Collected data:
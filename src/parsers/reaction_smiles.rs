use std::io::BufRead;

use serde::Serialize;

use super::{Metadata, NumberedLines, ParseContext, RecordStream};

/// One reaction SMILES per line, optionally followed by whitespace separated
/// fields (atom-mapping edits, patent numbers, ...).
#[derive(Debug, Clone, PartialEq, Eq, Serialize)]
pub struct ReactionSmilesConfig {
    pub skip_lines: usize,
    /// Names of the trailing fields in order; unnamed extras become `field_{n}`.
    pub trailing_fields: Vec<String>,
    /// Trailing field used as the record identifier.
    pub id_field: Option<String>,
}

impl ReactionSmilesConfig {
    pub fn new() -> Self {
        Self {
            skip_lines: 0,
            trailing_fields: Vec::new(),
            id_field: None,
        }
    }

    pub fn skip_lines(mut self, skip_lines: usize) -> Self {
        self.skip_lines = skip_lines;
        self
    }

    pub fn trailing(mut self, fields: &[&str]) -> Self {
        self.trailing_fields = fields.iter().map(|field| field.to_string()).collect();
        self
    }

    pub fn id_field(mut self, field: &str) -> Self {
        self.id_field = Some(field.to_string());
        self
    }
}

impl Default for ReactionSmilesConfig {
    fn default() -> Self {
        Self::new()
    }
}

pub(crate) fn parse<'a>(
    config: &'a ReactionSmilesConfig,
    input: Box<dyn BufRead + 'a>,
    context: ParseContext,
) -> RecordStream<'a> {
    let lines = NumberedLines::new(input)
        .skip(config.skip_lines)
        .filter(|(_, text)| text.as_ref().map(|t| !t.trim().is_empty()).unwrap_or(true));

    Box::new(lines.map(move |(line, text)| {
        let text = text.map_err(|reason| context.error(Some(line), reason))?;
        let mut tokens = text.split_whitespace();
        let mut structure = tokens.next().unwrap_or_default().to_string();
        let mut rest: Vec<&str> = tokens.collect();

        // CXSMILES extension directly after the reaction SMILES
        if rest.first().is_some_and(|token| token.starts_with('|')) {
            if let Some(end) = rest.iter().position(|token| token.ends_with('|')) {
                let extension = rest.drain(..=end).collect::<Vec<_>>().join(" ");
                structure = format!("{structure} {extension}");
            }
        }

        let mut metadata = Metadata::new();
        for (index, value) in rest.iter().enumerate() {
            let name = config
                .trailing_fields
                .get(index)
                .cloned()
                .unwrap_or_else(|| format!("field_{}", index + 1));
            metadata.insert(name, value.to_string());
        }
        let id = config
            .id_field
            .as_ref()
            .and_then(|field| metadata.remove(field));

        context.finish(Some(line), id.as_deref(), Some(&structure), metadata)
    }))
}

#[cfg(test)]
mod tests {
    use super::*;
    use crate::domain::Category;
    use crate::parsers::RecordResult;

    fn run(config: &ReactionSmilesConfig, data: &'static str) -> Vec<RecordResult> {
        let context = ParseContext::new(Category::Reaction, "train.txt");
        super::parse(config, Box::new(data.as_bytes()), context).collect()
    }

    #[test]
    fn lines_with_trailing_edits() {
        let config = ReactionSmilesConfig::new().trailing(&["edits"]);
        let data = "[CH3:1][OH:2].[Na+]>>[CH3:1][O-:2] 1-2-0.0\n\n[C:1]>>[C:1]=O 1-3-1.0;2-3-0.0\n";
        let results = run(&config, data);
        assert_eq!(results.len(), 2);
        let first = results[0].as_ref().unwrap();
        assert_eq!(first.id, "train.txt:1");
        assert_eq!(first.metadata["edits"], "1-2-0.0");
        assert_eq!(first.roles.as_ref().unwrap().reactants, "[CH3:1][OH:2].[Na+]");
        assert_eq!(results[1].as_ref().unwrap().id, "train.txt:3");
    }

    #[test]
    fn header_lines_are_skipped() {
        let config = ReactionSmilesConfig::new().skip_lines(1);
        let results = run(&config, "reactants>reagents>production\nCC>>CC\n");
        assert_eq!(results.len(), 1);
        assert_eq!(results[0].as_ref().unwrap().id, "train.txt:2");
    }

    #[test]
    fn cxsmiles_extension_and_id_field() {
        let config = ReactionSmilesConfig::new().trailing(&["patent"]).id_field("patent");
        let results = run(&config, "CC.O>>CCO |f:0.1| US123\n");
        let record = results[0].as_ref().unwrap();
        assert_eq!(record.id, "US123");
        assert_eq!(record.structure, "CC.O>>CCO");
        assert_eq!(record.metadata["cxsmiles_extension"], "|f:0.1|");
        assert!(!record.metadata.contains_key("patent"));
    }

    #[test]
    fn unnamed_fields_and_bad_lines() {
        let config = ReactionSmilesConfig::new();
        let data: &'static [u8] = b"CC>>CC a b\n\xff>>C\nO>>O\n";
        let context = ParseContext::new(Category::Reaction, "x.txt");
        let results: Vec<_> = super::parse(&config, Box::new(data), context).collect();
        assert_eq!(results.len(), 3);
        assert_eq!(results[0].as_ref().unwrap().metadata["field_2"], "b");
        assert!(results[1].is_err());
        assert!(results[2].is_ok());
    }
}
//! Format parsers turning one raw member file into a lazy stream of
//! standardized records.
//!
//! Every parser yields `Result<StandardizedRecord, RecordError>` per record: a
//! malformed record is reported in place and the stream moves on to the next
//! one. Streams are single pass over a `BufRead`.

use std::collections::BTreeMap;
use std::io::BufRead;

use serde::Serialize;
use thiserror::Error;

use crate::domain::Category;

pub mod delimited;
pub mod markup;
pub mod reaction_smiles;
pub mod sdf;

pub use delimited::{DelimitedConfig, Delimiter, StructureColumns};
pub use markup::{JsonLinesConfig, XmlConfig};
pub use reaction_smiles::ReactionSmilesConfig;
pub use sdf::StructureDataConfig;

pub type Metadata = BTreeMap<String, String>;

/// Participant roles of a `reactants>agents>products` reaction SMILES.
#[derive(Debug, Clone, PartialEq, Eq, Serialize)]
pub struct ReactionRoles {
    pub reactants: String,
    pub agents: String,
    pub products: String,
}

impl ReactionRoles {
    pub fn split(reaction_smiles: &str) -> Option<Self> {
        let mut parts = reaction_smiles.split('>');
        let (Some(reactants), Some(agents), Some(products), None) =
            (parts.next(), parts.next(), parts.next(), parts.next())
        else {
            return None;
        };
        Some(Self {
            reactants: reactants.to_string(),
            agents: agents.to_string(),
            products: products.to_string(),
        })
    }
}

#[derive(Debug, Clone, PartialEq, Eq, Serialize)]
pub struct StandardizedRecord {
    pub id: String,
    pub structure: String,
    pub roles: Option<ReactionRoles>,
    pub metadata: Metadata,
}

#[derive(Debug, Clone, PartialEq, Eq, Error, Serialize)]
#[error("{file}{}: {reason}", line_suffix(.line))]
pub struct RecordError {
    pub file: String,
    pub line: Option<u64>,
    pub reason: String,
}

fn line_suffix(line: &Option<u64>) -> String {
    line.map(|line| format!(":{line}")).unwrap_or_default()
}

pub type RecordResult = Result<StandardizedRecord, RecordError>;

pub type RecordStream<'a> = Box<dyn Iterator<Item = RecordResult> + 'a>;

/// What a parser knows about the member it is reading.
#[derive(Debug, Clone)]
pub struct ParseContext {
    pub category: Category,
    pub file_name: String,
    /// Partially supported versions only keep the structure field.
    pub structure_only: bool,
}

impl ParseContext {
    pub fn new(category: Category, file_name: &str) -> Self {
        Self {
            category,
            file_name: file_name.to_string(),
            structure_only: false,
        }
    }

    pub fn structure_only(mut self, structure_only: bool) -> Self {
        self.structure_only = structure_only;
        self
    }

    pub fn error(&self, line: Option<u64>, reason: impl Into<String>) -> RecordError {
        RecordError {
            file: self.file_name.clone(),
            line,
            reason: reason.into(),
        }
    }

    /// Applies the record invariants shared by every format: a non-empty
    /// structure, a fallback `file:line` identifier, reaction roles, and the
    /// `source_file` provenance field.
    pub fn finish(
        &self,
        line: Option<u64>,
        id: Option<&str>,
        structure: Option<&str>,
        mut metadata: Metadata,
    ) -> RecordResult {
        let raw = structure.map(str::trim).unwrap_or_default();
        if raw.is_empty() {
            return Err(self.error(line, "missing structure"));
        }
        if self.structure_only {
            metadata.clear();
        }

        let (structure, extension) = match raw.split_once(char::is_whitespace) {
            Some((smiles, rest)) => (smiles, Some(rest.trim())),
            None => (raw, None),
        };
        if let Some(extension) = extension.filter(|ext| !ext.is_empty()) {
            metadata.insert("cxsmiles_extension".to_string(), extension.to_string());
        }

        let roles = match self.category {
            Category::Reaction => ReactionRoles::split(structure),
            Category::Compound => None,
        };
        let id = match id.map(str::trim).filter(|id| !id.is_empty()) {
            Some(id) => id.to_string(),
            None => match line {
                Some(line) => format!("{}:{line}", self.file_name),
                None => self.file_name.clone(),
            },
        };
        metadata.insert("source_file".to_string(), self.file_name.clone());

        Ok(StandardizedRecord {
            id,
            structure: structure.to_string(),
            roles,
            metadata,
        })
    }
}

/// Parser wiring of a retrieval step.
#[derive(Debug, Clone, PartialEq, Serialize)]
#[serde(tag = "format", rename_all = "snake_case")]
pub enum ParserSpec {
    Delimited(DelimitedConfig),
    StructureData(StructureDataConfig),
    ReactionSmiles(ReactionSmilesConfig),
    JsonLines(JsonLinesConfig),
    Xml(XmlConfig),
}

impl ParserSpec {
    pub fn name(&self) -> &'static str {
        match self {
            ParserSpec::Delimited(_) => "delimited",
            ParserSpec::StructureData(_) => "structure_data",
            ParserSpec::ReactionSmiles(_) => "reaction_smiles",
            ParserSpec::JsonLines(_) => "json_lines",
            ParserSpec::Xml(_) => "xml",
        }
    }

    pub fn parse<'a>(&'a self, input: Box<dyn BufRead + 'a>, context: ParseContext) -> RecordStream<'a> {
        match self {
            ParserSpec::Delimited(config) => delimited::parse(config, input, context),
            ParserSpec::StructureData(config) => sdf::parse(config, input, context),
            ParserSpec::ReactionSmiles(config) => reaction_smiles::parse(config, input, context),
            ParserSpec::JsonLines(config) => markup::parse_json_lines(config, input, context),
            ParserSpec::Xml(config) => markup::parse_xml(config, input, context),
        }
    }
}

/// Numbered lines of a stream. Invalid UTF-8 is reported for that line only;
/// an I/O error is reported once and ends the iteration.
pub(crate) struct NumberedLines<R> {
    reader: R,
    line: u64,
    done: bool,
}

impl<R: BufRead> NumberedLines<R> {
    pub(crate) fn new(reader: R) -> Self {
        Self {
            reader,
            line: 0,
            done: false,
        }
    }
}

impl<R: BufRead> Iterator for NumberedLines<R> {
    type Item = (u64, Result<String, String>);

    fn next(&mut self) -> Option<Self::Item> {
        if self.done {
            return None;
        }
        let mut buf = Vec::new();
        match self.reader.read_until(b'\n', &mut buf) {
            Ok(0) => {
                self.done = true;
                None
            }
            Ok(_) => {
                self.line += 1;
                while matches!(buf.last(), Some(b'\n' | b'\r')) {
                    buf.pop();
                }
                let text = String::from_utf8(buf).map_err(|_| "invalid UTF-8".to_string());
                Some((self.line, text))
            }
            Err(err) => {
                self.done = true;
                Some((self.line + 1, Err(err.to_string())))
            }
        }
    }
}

Prompt: Every line above that contains the word "usize" should be reported.

Written answer:
    pub skip_lines: usize,
    pub fn skip_lines(mut self, skip_lines: usize) -> Self {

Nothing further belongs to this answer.